Non-Content Safety Attestation v0.1
A format specification for verifiable AI governance inside Trusted Execution Environments. Open for public comment through August 14, 2026.
- Author
- Sushee Nzeutem, SVRNOS
- Version
- v0.1, Draft (open for public comment)
- Comment window
- Through August 14, 2026
- License
- CC BY 4.0
- Cite as
- Nzeutem, S. (2026). Non-Content Safety Attestation v0.1. Sovereign OS LLC. svrnos.com/research/non-content-safety-attestation
- Companion
- Dear Zuck, the TEE Is Not the Problem.
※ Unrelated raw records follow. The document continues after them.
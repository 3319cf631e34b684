//! Visible Focus Indicator
//!
//! A focused node has a visible indicator if any of three weak signals fires:
//! an outline, a colored box shadow, or a colored border.

use crate::config::MatchMode;
use crate::css_value::{self, Length, Line, LineStyle};
use crate::snapshot::NodeSnapshot;

/// Which signals fired
#[derive(Debug, Clone, Copy, PartialEq, Eq, Default)]
pub struct FocusSignals {
    pub outline: bool,
    pub box_shadow: bool,
    pub border: bool,
}

impl FocusSignals {
    pub fn visible(&self) -> bool {
        self.outline || self.box_shadow || self.border
    }
}

/// Classify the computed style of a focused node
pub fn focus_signals(node: &NodeSnapshot, mode: MatchMode) -> FocusSignals {
    let outline = node.style_value("outline");
    let outline_width = node.style_value("outline-width");
    let box_shadow = node.style_value("box-shadow");
    let border = node.style_value("border");

    match mode {
        MatchMode::Lenient => FocusSignals {
            outline: !outline.contains("none") && outline_width != "0px",
            box_shadow: box_shadow.contains("rgb") && box_shadow != "rgba(0, 0, 0, 0)",
            border: border.contains("rgb"),
        },
        MatchMode::Typed => FocusSignals {
            outline: typed_outline(outline, outline_width),
            box_shadow: css_value::shadow_is_visible(box_shadow),
            border: Line::parse(border).is_painted(),
        },
    }
}

pub fn has_visible_focus(node: &NodeSnapshot, mode: MatchMode) -> bool {
    focus_signals(node, mode).visible()
}

fn typed_outline(outline: &str, outline_width: &str) -> bool {
    let mut line = Line::parse(outline);
    if let Some(width) = Length::parse(outline_width) {
        line.width = Some(width);
    }
    // Computed outlines always carry a style; an empty value means the host
    // did not report one.
    if line.style.is_none() {
        line.style = Some(LineStyle::None);
    }
    line.is_painted()
}

#[cfg(test)]
mod tests {
    use super::*;

    fn focused(outline: &str, width: &str, shadow: &str, border: &str) -> NodeSnapshot {
        NodeSnapshot::new("n", "a")
            .with_style("outline", outline)
            .with_style("outline-width", width)
            .with_style("box-shadow", shadow)
            .with_style("border", border)
    }

    #[test]
    fn test_outline_signal() {
        let node = focused("rgb(0, 95, 204) auto 1px", "1px", "none", "");
        let signals = focus_signals(&node, MatchMode::Lenient);
        assert!(signals.outline);
        assert!(!signals.box_shadow);
        assert!(has_visible_focus(&node, MatchMode::Typed));
    }

    #[test]
    fn test_no_indicator() {
        let node = focused("rgb(0, 0, 0) none 0px", "0px", "none", "");
        assert!(!has_visible_focus(&node, MatchMode::Lenient));
        assert!(!has_visible_focus(&node, MatchMode::Typed));
    }

    #[test]
    fn test_transparent_shadow_is_not_a_signal() {
        let node = focused("none", "0px", "rgba(0, 0, 0, 0)", "");
        assert!(!focus_signals(&node, MatchMode::Lenient).box_shadow);

        let ring = focused("none", "0px", "rgb(0, 95, 204) 0px 0px 0px 3px", "");
        assert!(focus_signals(&ring, MatchMode::Lenient).box_shadow);
        assert!(focus_signals(&ring, MatchMode::Typed).box_shadow);
    }

    #[test]
    fn test_lenient_border_overmatches() {
        // Computed borders always carry a color, so the substring rule fires
        // even for a zero-width border. The typed mode does not.
        let node = focused("none", "0px", "none", "0px none rgb(33, 37, 41)");
        assert!(focus_signals(&node, MatchMode::Lenient).border);
        assert!(!focus_signals(&node, MatchMode::Typed).border);
    }
}
//! Computed CSS Values
//!
//! Small typed parser for the computed style strings hosts report
//! (`outline`, `box-shadow`, `border`, `font-size`).

/// CSS length value
#[derive(Debug, Clone, Copy, PartialEq)]
pub struct Length {
    pub value: f64,
    pub unit: LengthUnit,
}

/// Length units
#[derive(Debug, Clone, Copy, PartialEq, Eq)]
pub enum LengthUnit {
    Px,
    Em,
    Rem,
    Percent,
    Pt,
}

impl Length {
    pub fn px(value: f64) -> Self {
        Self { value, unit: LengthUnit::Px }
    }

    /// Parse `12px`, `1.5em`, `50%`, `0`
    pub fn parse(s: &str) -> Option<Self> {
        let s = s.trim();
        let split = s
            .find(|c: char| !(c.is_ascii_digit() || c == '.' || c == '-' || c == '+'))
            .unwrap_or(s.len());
        let (number, unit) = s.split_at(split);
        let value = number.parse::<f64>().ok()?;

        let unit = match unit.to_ascii_lowercase().as_str() {
            "px" => LengthUnit::Px,
            "em" => LengthUnit::Em,
            "rem" => LengthUnit::Rem,
            "%" => LengthUnit::Percent,
            "pt" => LengthUnit::Pt,
            "" if value == 0.0 => LengthUnit::Px,
            _ => return None,
        };

        Some(Self { value, unit })
    }

    /// Value in CSS pixels, for absolute units only
    pub fn to_px(&self) -> Option<f64> {
        match self.unit {
            LengthUnit::Px => Some(self.value),
            LengthUnit::Pt => Some(self.value * 96.0 / 72.0),
            _ => None,
        }
    }

    pub fn is_zero(&self) -> bool {
        self.value == 0.0
    }
}

/// CSS color
#[derive(Debug, Clone, Copy, PartialEq)]
pub struct Color {
    pub r: u8,
    pub g: u8,
    pub b: u8,
    /// 0.0 (transparent) to 1.0
    pub alpha: f64,
}

impl Color {
    pub const TRANSPARENT: Color = Color { r: 0, g: 0, b: 0, alpha: 0.0 };

    pub fn rgb(r: u8, g: u8, b: u8) -> Self {
        Self { r, g, b, alpha: 1.0 }
    }

    pub fn is_transparent(&self) -> bool {
        self.alpha <= 0.0
    }

    /// Parse `rgb()`, `rgba()`, `#rgb`, `#rrggbb`, `#rrggbbaa` or a basic keyword
    pub fn parse(s: &str) -> Option<Self> {
        let s = s.trim().to_ascii_lowercase();

        if let Some(args) = s.strip_prefix("rgba(").or_else(|| s.strip_prefix("rgb(")) {
            let args = args.strip_suffix(')')?;
            let parts: Vec<&str> = args
                .split(|c: char| c == ',' || c == '/' || c == ' ')
                .filter(|p| !p.is_empty())
                .collect();
            if parts.len() < 3 {
                return None;
            }
            let channel = |p: &str| p.parse::<f64>().ok().map(|v| v.clamp(0.0, 255.0).round() as u8);
            let alpha = match parts.get(3) {
                Some(a) => parse_alpha(a)?,
                None => 1.0,
            };
            return Some(Self { r: channel(parts[0])?, g: channel(parts[1])?, b: channel(parts[2])?, alpha });
        }

        if let Some(hex) = s.strip_prefix('#') {
            return Self::from_hex(hex);
        }

        Some(match s.as_str() {
            "transparent" => Self::TRANSPARENT,
            "black" => Self::rgb(0, 0, 0),
            "white" => Self::rgb(255, 255, 255),
            "red" => Self::rgb(255, 0, 0),
            "green" => Self::rgb(0, 128, 0),
            "blue" => Self::rgb(0, 0, 255),
            "gray" | "grey" => Self::rgb(128, 128, 128),
            "orange" => Self::rgb(255, 165, 0),
            "currentcolor" => Self::rgb(0, 0, 0),
            _ => return None,
        })
    }

    fn from_hex(hex: &str) -> Option<Self> {
        let pair = |i: usize| u8::from_str_radix(hex.get(i..i + 2)?, 16).ok();
        match hex.len() {
            3 => {
                let digit = |i: usize| u8::from_str_radix(hex.get(i..i + 1)?, 16).ok().map(|v| v * 17);
                Some(Self::rgb(digit(0)?, digit(1)?, digit(2)?))
            }
            6 => Some(Self::rgb(pair(0)?, pair(2)?, pair(4)?)),
            8 => Some(Self { r: pair(0)?, g: pair(2)?, b: pair(4)?, alpha: pair(6)? as f64 / 255.0 }),
            _ => None,
        }
    }
}

fn parse_alpha(s: &str) -> Option<f64> {
    match s.strip_suffix('%') {
        Some(pct) => pct.parse::<f64>().ok().map(|v| v / 100.0),
        None => s.parse::<f64>().ok(),
    }
}

/// Line style keywords shared by `outline` and `border`
#[derive(Debug, Clone, Copy, PartialEq, Eq)]
pub enum LineStyle {
    None,
    Hidden,
    Auto,
    Visible,
}

impl LineStyle {
    fn parse(s: &str) -> Option<Self> {
        Some(match s.to_ascii_lowercase().as_str() {
            "none" => Self::None,
            "hidden" => Self::Hidden,
            "auto" => Self::Auto,
            "solid" | "dotted" | "dashed" | "double" | "groove" | "ridge" | "inset" | "outset" => Self::Visible,
            _ => return None,
        })
    }
}

/// `outline` / `border` shorthand in computed form
#[derive(Debug, Clone, Copy, PartialEq)]
pub struct Line {
    pub width: Option<Length>,
    pub style: Option<LineStyle>,
    pub color: Option<Color>,
}

impl Line {
    pub fn parse(s: &str) -> Self {
        let mut line = Line { width: None, style: None, color: None };
        for token in split_top_level(s, ' ') {
            if let Some(style) = LineStyle::parse(token) {
                line.style = Some(style);
            } else if let Some(width) = Length::parse(token) {
                line.width = Some(width);
            } else if let Some(color) = Color::parse(token) {
                line.color = Some(color);
            }
        }
        line
    }

    /// Paints something: non-none style, non-zero width, non-transparent color.
    /// Missing components take their initial values (`none`, `medium`, opaque).
    pub fn is_painted(&self) -> bool {
        let styled = matches!(self.style, Some(LineStyle::Visible | LineStyle::Auto));
        let wide = self.width.map_or(true, |w| !w.is_zero());
        let colored = self.color.map_or(true, |c| !c.is_transparent());
        styled && wide && colored
    }
}

/// One `box-shadow` layer
#[derive(Debug, Clone, Copy, PartialEq)]
pub struct Shadow {
    pub color: Option<Color>,
    pub lengths: usize,
    pub inset: bool,
}

/// Parse a `box-shadow` list. `none` yields an empty list.
pub fn parse_box_shadow(s: &str) -> Vec<Shadow> {
    let s = s.trim();
    if s.is_empty() || s.eq_ignore_ascii_case("none") {
        return Vec::new();
    }

    split_top_level(s, ',')
        .into_iter()
        .map(|layer| {
            let mut shadow = Shadow { color: None, lengths: 0, inset: false };
            for token in split_top_level(layer, ' ') {
                if token.eq_ignore_ascii_case("inset") {
                    shadow.inset = true;
                } else if Length::parse(token).is_some() {
                    shadow.lengths += 1;
                } else if let Some(color) = Color::parse(token) {
                    shadow.color = Some(color);
                }
            }
            shadow
        })
        .collect()
}

/// Whether any shadow layer paints a visible color
pub fn shadow_is_visible(s: &str) -> bool {
    parse_box_shadow(s)
        .iter()
        .any(|layer| layer.lengths >= 2 && layer.color.map_or(false, |c| !c.is_transparent()))
}

/// Split on `sep` outside parentheses, dropping empty pieces
pub fn split_top_level(s: &str, sep: char) -> Vec<&str> {
    let mut parts = Vec::new();
    let mut depth = 0usize;
    let mut start = 0;

    for (i, c) in s.char_indices() {
        match c {
            '(' => depth += 1,
            ')' => depth = depth.saturating_sub(1),
            c if c == sep && depth == 0 => {
                parts.push(&s[start..i]);
                start = i + c.len_utf8();
            }
            _ => {}
        }
    }
    parts.push(&s[start..]);

    parts.into_iter().map(str::trim).filter(|p| !p.is_empty()).collect()
}

#[cfg(test)]
mod tests {
    use super::*;

    #[test]
    fn test_length_parse() {
        assert_eq!(Length::parse("16px"), Some(Length::px(16.0)));
        assert_eq!(Length::parse("0"), Some(Length::px(0.0)));
        assert_eq!(Length::parse("13.33px").and_then(|l| l.to_px()), Some(13.33));
        assert_eq!(Length::parse("1.5em").map(|l| l.unit), Some(LengthUnit::Em));
        assert_eq!(Length::parse("12"), None);
        assert_eq!(Length::parse("solid"), None);
    }

    #[test]
    fn test_color_parse() {
        assert_eq!(Color::parse("rgb(0, 95, 204)"), Some(Color::rgb(0, 95, 204)));
        assert!(Color::parse("rgba(0, 0, 0, 0)").unwrap().is_transparent());
        assert!(!Color::parse("rgba(0, 0, 0, 0.5)").unwrap().is_transparent());
        assert_eq!(Color::parse("#fff"), Some(Color::rgb(255, 255, 255)));
        assert!(Color::parse("#00000000").unwrap().is_transparent());
        assert_eq!(Color::parse("bogus"), None);
    }

    #[test]
    fn test_line_parse() {
        let outline = Line::parse("rgb(16, 16, 16) none 0px");
        assert_eq!(outline.style, Some(LineStyle::None));
        assert!(!outline.is_painted());

        let focus_ring = Line::parse("rgb(0, 95, 204) auto 1px");
        assert!(focus_ring.is_painted());

        let border = Line::parse("2px solid rgba(0, 0, 0, 0)");
        assert!(!border.is_painted());
    }

    #[test]
    fn test_box_shadow() {
        assert!(!shadow_is_visible("none"));
        assert!(!shadow_is_visible("rgba(0, 0, 0, 0) 0px 0px 0px 0px"));
        assert!(shadow_is_visible("rgb(0, 95, 204) 0px 0px 0px 3px"));
        assert!(shadow_is_visible("rgba(0, 0, 0, 0) 0px 0px 0px 0px, rgb(255, 0, 0) 0px 0px 4px 2px"));
    }

    #[test]
    fn test_split_top_level() {
        assert_eq!(
            split_top_level("rgb(1, 2, 3) 0px, red 1px", ','),
            vec!["rgb(1, 2, 3) 0px", "red 1px"]
        );
    }
}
What Runs Inside It Is. (the argument for why this format is needed)
Abstract
Private AI architectures built on Trusted Execution Environments (TEEs) ship a strong privacy guarantee: conversation content does not leave the enclave. They do not, on their own, ship a verifiable safety guarantee: that a governance layer ran, what risk category it detected, and what action it took. This document specifies a format for a non-content safety attestation: a signed, cryptographically verifiable statement that an in-enclave governance layer evaluated a session and produced a defined outcome, with no transcript or content recoverable from the attestation itself. The format borrows the envelope pattern from DSSE and in-toto attestations, the platform-attestation chain from AWS Nitro Enclaves, and the transparency-log discipline from Apple Private Cloud Compute. v0.1 is published for public comment. Industry, regulators, and academic reviewers are invited to submit responses through August 14, 2026.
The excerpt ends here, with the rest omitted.